Os oito funcionários judiciais internacionais, sete portugueses e um cabo-verdiano, a quem o Governo de Timor-Leste ordenou na segunda-feira a expulsão já deixaram o país, sem nunca terem sido notificados pelos Serviços de Migração timorenses.

Os últimos quatro funcionários que ainda permaneciam no país, dois juízes e uma procuradora portugueses e um procurador cabo-verdiano, deixaram hoje Timor-Leste em voos com destino a Bali, Indonésia, e Singapura, devendo chegar a Portugal na sexta-feira.

Vários juízes e procuradores timorenses deslocaram-se ao aeroporto para se despedirem dos colegas, sem prestarem declarações à imprensa.

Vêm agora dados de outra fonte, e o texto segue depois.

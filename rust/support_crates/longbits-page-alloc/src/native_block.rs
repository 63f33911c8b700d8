//! Native memory blocks allocated outside of the Rust global allocator.
//!
//! [`NativeBlock`] owns a page-aligned region obtained from the platform `mmap` module
//! and releases it exactly once: either through an explicit [`NativeBlock::release`]
//! call (idempotent) or when the block is dropped. A block that is converted with
//! [`NativeBlock::into_raw`] is no longer owned; it must be turned back into a block
//! with [`NativeBlock::from_raw`] to be released.
//!
//! # Content
//!
//! The content of a fresh or grown block is unspecified. Depending on the platform the
//! pages may be zeroed by the OS, but a reallocation that stays within the current
//! capacity only changes the logical length and exposes whatever bytes were there.
//! Callers that need zeroes must call [`NativeBlock::zero`].

use std::{ops::Range, sync::Arc};

use crate::{mmap, stats::AllocationStats};

/// An owned, page-aligned block of native memory.
pub struct NativeBlock {
    /// Start of the region, null once released.
    ptr: *mut u8,
    /// Requested size in bytes.
    len: usize,
    /// Page-rounded size of the underlying region.
    capacity: usize,
    tracker: Option<Arc<AllocationStats>>,
}

/// A native block that has been detached from its owner.
///
/// Dropping a `RawBlock` leaks the memory.
#[derive(Debug)]
pub struct RawBlock {
    ptr: *mut u8,
    len: usize,
    capacity: usize,
    tracker: Option<Arc<AllocationStats>>,
}

impl RawBlock {
    pub fn ptr(&self) -> *mut u8 {
        self.ptr
    }

    pub fn len(&self) -> usize {
        self.len
    }

    pub fn is_empty(&self) -> bool {
        self.len == 0
    }

    pub fn capacity(&self) -> usize {
        self.capacity
    }
}

impl NativeBlock {
    /// Allocates a block of `size` bytes with unspecified content.
    pub fn allocate(size: usize) -> std::io::Result<NativeBlock> {
        Self::allocate_with(size, None)
    }

    /// Allocates a block of `size` bytes that also reports to `tracker`.
    pub fn allocate_tracked(
        size: usize,
        tracker: Arc<AllocationStats>,
    ) -> std::io::Result<NativeBlock> {
        Self::allocate_with(size, Some(tracker))
    }

    fn allocate_with(
        size: usize,
        tracker: Option<Arc<AllocationStats>>,
    ) -> std::io::Result<NativeBlock> {
        let (ptr, capacity) = mmap::allocate(size)?;
        assert!((ptr as usize).is_multiple_of(mmap::get_page_size()));
        AllocationStats::global().on_allocate(capacity);
        if let Some(tracker) = &tracker {
            tracker.on_allocate(capacity);
        }
        Ok(NativeBlock {
            ptr: ptr as _,
            len: size,
            capacity,
            tracker,
        })
    }

    /// Changes the size of the block to `new_size` bytes.
    ///
    /// Existing bytes are preserved up to the smaller of the old and new length; the
    /// content beyond that is unspecified. The block may move.
    ///
    /// # Panics
    ///
    /// Panics if the block has been released.
    pub fn reallocate(&mut self, new_size: usize) -> std::io::Result<()> {
        assert!(!self.is_released(), "native block has been released");
        let (ptr, capacity) =
            unsafe { mmap::reallocate(self.ptr as _, self.capacity, new_size)? };
        if capacity != self.capacity {
            log::debug!(
                "native block reallocated: {} -> {} bytes",
                self.capacity,
                capacity
            );
            AllocationStats::global().on_resize(self.capacity, capacity);
            if let Some(tracker) = &self.tracker {
                tracker.on_resize(self.capacity, capacity);
            }
        }
        self.ptr = ptr as _;
        self.capacity = capacity;
        self.len = new_size;
        Ok(())
    }

    /// Frees the block.
    ///
    /// Returns `true` if this call released the memory and `false` if the block had
    /// already been released.
    pub fn release(&mut self) -> bool {
        if self.ptr.is_null() {
            return false;
        }
        let ptr = std::mem::replace(&mut self.ptr, std::ptr::null_mut());
        if let Err(e) = unsafe { mmap::free(ptr as _, self.capacity) } {
            log::warn!("failed to free native block of {} bytes: {e}", self.capacity);
        }
        AllocationStats::global().on_release(self.capacity);
        if let Some(tracker) = &self.tracker {
            tracker.on_release(self.capacity);
        }
        self.len = 0;
        self.capacity = 0;
        true
    }

    #[inline]
    pub fn is_released(&self) -> bool {
        self.ptr.is_null()
    }

    /// Requested length of the block in bytes.
    #[inline]
    pub fn len(&self) -> usize {
        self.len
    }

    #[inline]
    pub fn is_empty(&self) -> bool {
        self.len == 0
    }

    /// Page-rounded size of the underlying region in bytes.
    #[inline]
    pub fn capacity(&self) -> usize {
        self.capacity
    }

    #[inline]
    pub fn ptr(&self) -> *mut u8 {
        self.ptr
    }

    #[inline]
    pub fn as_bytes(&self) -> &[u8] {
        assert!(!self.is_released(), "native block has been released");
        unsafe { std::slice::from_raw_parts(self.ptr, self.len) }
    }

    #[inline]
    pub fn as_bytes_mut(&mut self) -> &mut [u8] {
        assert!(!self.is_released(), "native block has been released");
        unsafe { std::slice::from_raw_parts_mut(self.ptr, self.len) }
    }

    /// Reinterprets the block as a slice of `T`.
    ///
    /// # Panics
    ///
    /// Panics if the length is not a multiple of `size_of::<T>()`.
    #[inline]
    pub fn as_slice<T>(&self) -> &[T]
    where
        T: bytemuck::AnyBitPattern,
    {
        bytemuck::cast_slice(self.as_bytes())
    }

    #[inline]
    pub fn as_mut_slice<T>(&mut self) -> &mut [T]
    where
        T: bytemuck::AnyBitPattern + bytemuck::NoUninit,
    {
        bytemuck::cast_slice_mut(self.as_bytes_mut())
    }

    /// Zeroes the given byte range with a single bulk write.
    pub fn zero(&mut self, range: Range<usize>) {
        assert!(
            range.start <= range.end && range.end <= self.len,
            "range {range:?} out of bounds (len: {})",
            self.len
        );
        assert!(!self.is_released(), "native block has been released");
        unsafe {
            std::ptr::write_bytes(self.ptr.add(range.start), 0, range.end - range.start);
        }
    }

    /// Detaches the memory from this owner without freeing it.
    pub fn into_raw(self) -> RawBlock {
        let mut this = std::mem::ManuallyDrop::new(self);
        RawBlock {
            ptr: this.ptr,
            len: this.len,
            capacity: this.capacity,
            tracker: this.tracker.take(),
        }
    }

    /// Takes ownership of a block previously detached with [`NativeBlock::into_raw`].
    ///
    /// # Safety
    ///
    /// `raw` must come from `into_raw` and must not have been turned back into a
    /// block already.
    pub unsafe fn from_raw(raw: RawBlock) -> NativeBlock {
        NativeBlock {
            ptr: raw.ptr,
            len: raw.len,
            capacity: raw.capacity,
            tracker: raw.tracker,
        }
    }
}

impl Drop for NativeBlock {
    fn drop(&mut self) {
        self.release();
    }
}

// SAFETY: NativeBlock owns its region and frees it exactly once.
unsafe impl Send for NativeBlock {}

// SAFETY: shared access only hands out shared slices.
unsafe impl Sync for NativeBlock {}

impl std::fmt::Debug for NativeBlock {
    fn fmt(&self, f: &mut std::fmt::Formatter<'_>) -> std::fmt::Result {
        f.debug_struct("NativeBlock")
            .field("ptr", &self.ptr)
            .field("len", &self.len)
            .field("capacity", &self.capacity)
            .finish()
    }
}
//! Core definitions (error type, result alias and verification macros) shared by
//! all longbits-* crates.

pub mod error;
pub mod macros;
pub mod result;

pub use result::Result;
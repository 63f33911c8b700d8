//! Counters for native block allocations.

use std::sync::atomic::{AtomicU64, Ordering};

/// Atomic counters describing native block usage.
///
/// Every [`NativeBlock`](crate::native_block::NativeBlock) reports to the process-wide
/// instance returned by [`AllocationStats::global`]. A block may additionally report to
/// its own tracker (an `Arc<AllocationStats>`), which gives callers an isolated view of
/// the blocks they created.
///
/// Values are diagnostic and may be outdated in a concurrent environment.
#[derive(Debug, Default)]
pub struct AllocationStats {
    live_blocks: AtomicU64,
    live_bytes: AtomicU64,
    total_allocations: AtomicU64,
    total_releases: AtomicU64,
}

static GLOBAL: AllocationStats = AllocationStats::new();

impl AllocationStats {
    pub const fn new() -> AllocationStats {
        AllocationStats {
            live_blocks: AtomicU64::new(0),
            live_bytes: AtomicU64::new(0),
            total_allocations: AtomicU64::new(0),
            total_releases: AtomicU64::new(0),
        }
    }

    /// The process-wide counters.
    pub fn global() -> &'static AllocationStats {
        &GLOBAL
    }

    /// Number of blocks allocated and not yet released.
    pub fn live_blocks(&self) -> u64 {
        self.live_blocks.load(Ordering::Acquire)
    }

    /// Capacity in bytes held by live blocks.
    pub fn live_bytes(&self) -> u64 {
        self.live_bytes.load(Ordering::Acquire)
    }

    pub fn total_allocations(&self) -> u64 {
        self.total_allocations.load(Ordering::Acquire)
    }

    pub fn total_releases(&self) -> u64 {
        self.total_releases.load(Ordering::Acquire)
    }

    pub(crate) fn on_allocate(&self, capacity: usize) {
        self.live_blocks.fetch_add(1, Ordering::AcqRel);
        self.live_bytes.fetch_add(capacity as u64, Ordering::AcqRel);
        self.total_allocations.fetch_add(1, Ordering::AcqRel);
    }

    pub(crate) fn on_resize(&self, old_capacity: usize, new_capacity: usize) {
        if new_capacity >= old_capacity {
            self.live_bytes
                .fetch_add((new_capacity - old_capacity) as u64, Ordering::AcqRel);
        } else {
            self.live_bytes
                .fetch_sub((old_capacity - new_capacity) as u64, Ordering::AcqRel);
        }
    }

    pub(crate) fn on_release(&self, capacity: usize) {
        self.live_blocks.fetch_sub(1, Ordering::AcqRel);
        self.live_bytes.fetch_sub(capacity as u64, Ordering::AcqRel);
        self.total_releases.fetch_add(1, Ordering::AcqRel);
    }
}
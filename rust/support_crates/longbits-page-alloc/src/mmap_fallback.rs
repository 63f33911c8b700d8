use std::alloc::{Layout, alloc, dealloc, realloc};

/// Allocates page-aligned memory (emulated with the global allocator).
///
/// Unlike anonymous mappings, the returned memory is not zeroed.
pub fn allocate(size: usize) -> std::io::Result<(*mut std::ffi::c_void, usize)> {
    let page_size = get_page_size();
    let capacity = page_capacity(size);
    let layout = page_layout(capacity, page_size)?;

    let ptr = unsafe { alloc(layout) };
    if ptr.is_null() {
        return Err(std::io::Error::new(
            std::io::ErrorKind::OutOfMemory,
            "Failed to allocate memory",
        ));
    }

    Ok((ptr as *mut std::ffi::c_void, capacity))
}

/// Resizes a region previously returned by [`allocate`] or [`reallocate`].
///
/// # Safety
///
/// - `ptr`/`capacity` must describe a live region returned by this module
/// - on success the old pointer must no longer be used
pub unsafe fn reallocate(
    ptr: *mut std::ffi::c_void,
    capacity: usize,
    new_size: usize,
) -> std::io::Result<(*mut std::ffi::c_void, usize)> {
    let page_size = get_page_size();
    let new_capacity = page_capacity(new_size);
    if new_capacity == capacity {
        return Ok((ptr, capacity));
    }
    let layout = page_layout(capacity, page_size)?;
    let new_ptr = unsafe { realloc(ptr as *mut u8, layout, new_capacity) };
    if new_ptr.is_null() {
        return Err(std::io::Error::new(
            std::io::ErrorKind::OutOfMemory,
            "Failed to reallocate memory",
        ));
    }
    Ok((new_ptr as *mut std::ffi::c_void, new_capacity))
}

/// Frees memory that was allocated using standard pages.
///
/// # Safety
///
/// `ptr`/`size` must describe a live region returned by this module.
pub unsafe fn free(ptr: *mut std::ffi::c_void, size: usize) -> std::io::Result<()> {
    let page_size = get_page_size();
    assert!(size.is_multiple_of(page_size));
    let layout = page_layout(size, page_size)?;

    unsafe {
        dealloc(ptr as *mut u8, layout);
    }
    Ok(())
}

/// Returns the "standard page" size in bytes.
pub fn get_page_size() -> usize {
    4 * 1024
}

fn page_capacity(size: usize) -> usize {
    let page_size = get_page_size();
    (size.max(1) + page_size - 1) & !(page_size - 1)
}

fn page_layout(size: usize, page_size: usize) -> std::io::Result<Layout> {
    Layout::from_size_align(size, page_size)
        .map_err(|_| std::io::Error::new(std::io::ErrorKind::InvalidInput, "Invalid layout"))
}
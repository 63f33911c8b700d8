use super::{Oracle, random_bit_set};
use crate::LongArrayBitSet;

fn oracle_next(oracle: &Oracle, from: u64, value: bool, limit: u64) -> Option<u64> {
    (from..limit).find(|&b| oracle.get(b) == value)
}

fn oracle_previous(oracle: &Oracle, from: u64, value: bool) -> Option<u64> {
    (0..=from).rev().find(|&b| oracle.get(b) == value)
}

#[test]
fn test_sticky_128_scenario() {
    let mut bit_set = LongArrayBitSet::with_capacity(128);
    for bit in [0, 63, 64, 127] {
        bit_set.set(bit).unwrap();
    }
    assert_eq!(bit_set.cardinality(), 4);
    assert_eq!(bit_set.next_set_bit(1), Some(63));
    assert_eq!(bit_set.previous_set_bit(127), Some(127));
    assert_eq!(bit_set.previous_set_bit(126), Some(64));
    assert_eq!(bit_set.capacity(), 128);
}

#[test]
fn test_scans_on_empty_set() {
    let bit_set = LongArrayBitSet::new();
    assert_eq!(bit_set.next_set_bit(0), None);
    assert_eq!(bit_set.next_clear_bit(0), 0);
    assert_eq!(bit_set.next_clear_bit(1000), 1000);
    assert_eq!(bit_set.previous_set_bit(1000), None);
    assert_eq!(bit_set.previous_clear_bit(1000), Some(1000));
    assert_eq!(bit_set.previous_clear_bit(0), Some(0));
}

#[test]
fn test_scan_boundaries() {
    let mut bit_set = LongArrayBitSet::new();
    bit_set.set_range(0..128).unwrap();
    assert_eq!(bit_set.next_clear_bit(0), 128);
    assert_eq!(bit_set.previous_clear_bit(127), None);
    assert_eq!(bit_set.previous_set_bit(0), Some(0));
    assert_eq!(bit_set.previous_set_bit(5000), Some(127));

    bit_set.clear(0);
    assert_eq!(bit_set.previous_set_bit(0), None);
    assert_eq!(bit_set.previous_clear_bit(100), Some(0));
    assert_eq!(bit_set.next_set_bit(0), Some(1));

    bit_set.clear(64);
    assert_eq!(bit_set.next_clear_bit(1), 64);
    assert_eq!(bit_set.previous_clear_bit(127), Some(64));
    assert_eq!(bit_set.next_set_bit(128), None);
}

#[test]
fn test_set_bit_loops() {
    let bits = vec![0u64, 5, 64, 640, 641, 9999];
    let bit_set: LongArrayBitSet = bits.iter().copied().collect();

    let mut forward = Vec::new();
    let mut next = bit_set.next_set_bit(0);
    while let Some(bit) = next {
        forward.push(bit);
        next = bit.checked_add(1).and_then(|from| bit_set.next_set_bit(from));
    }
    assert_eq!(forward, bits);

    let mut backward = Vec::new();
    let mut previous = bit_set
        .len()
        .checked_sub(1)
        .and_then(|from| bit_set.previous_set_bit(from));
    while let Some(bit) = previous {
        backward.push(bit);
        previous = bit.checked_sub(1).and_then(|from| bit_set.previous_set_bit(from));
    }
    backward.reverse();
    assert_eq!(backward, bits);
    let descending = bits.iter().rev().copied().collect::<Vec<_>>();
    assert_eq!(bit_set.iter_rev().collect::<Vec<_>>(), descending);
}

#[test]
fn test_scans_match_oracle() {
    let mut rng = fastrand::Rng::with_seed(2024);
    for round in 0..20 {
        let (mut bit_set, mut oracle) = random_bit_set(&mut rng, 40 + round * 10, 700);
        // Dense runs make clear-bit scans cross whole words.
        let start = rng.u64(0..500);
        bit_set.set_range(start..start + 150).unwrap();
        (start..start + 150).for_each(|b| oracle.set(b, true));

        let limit = bit_set.words_in_use() * 64;
        for from in 0..limit + 70 {
            assert_eq!(
                bit_set.next_set_bit(from),
                oracle_next(&oracle, from, true, limit),
                "next_set_bit({from})"
            );
            assert_eq!(
                bit_set.next_clear_bit(from),
                oracle_next(&oracle, from, false, limit).unwrap_or(from.max(limit)),
                "next_clear_bit({from})"
            );
            assert_eq!(
                bit_set.previous_set_bit(from),
                oracle_previous(&oracle, from, true),
                "previous_set_bit({from})"
            );
            assert_eq!(
                bit_set.previous_clear_bit(from),
                oracle_previous(&oracle, from, false),
                "previous_clear_bit({from})"
            );
        }
    }
}

#[test]
fn test_next_and_previous_bracket() {
    let mut rng = fastrand::Rng::with_seed(5);
    let (bit_set, oracle) = random_bit_set(&mut rng, 100, 2000);
    for x in 0..2100 {
        let Some(y) = bit_set.next_set_bit(x) else {
            assert_eq!(bit_set.previous_set_bit(x), bit_set.len().checked_sub(1));
            continue;
        };
        assert_eq!(bit_set.previous_set_bit(y), Some(y));
        let below = x.checked_sub(1).and_then(|from| bit_set.previous_set_bit(from));
        let expected = x
            .checked_sub(1)
            .and_then(|from| oracle_previous(&oracle, from, true));
        assert_eq!(below, expected);
        assert!(below.is_none_or(|b| b < x));
        assert!((x..y).all(|b| !bit_set.get(b)));
    }
}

Ontem, quarta-feira, Xanana Gusmão explicou, numa entrevista à agência Lusa, porque é que o seu governo decidiu expulsar os magistrados portugueses. O primeiro-ministro de Timor-Leste diz que o Conselho Superior de Magistratura timorense desobedeceu à resolução que determinava a suspensão dos contratos e a realização de uma auditoria ao setor judicial, mantendo os magistrados em funções. 

Também Passos Coelho falou ontem sobre o caso. «Muita água terá de correr» para Portugal voltar a cooperar a sério com Timor-Leste. Palavras do primeiro-ministro português, que lamentou esta quarta-feira, «profundamente», a ordem de expulsão de magistrados portugueses pelas autoridades timorenses.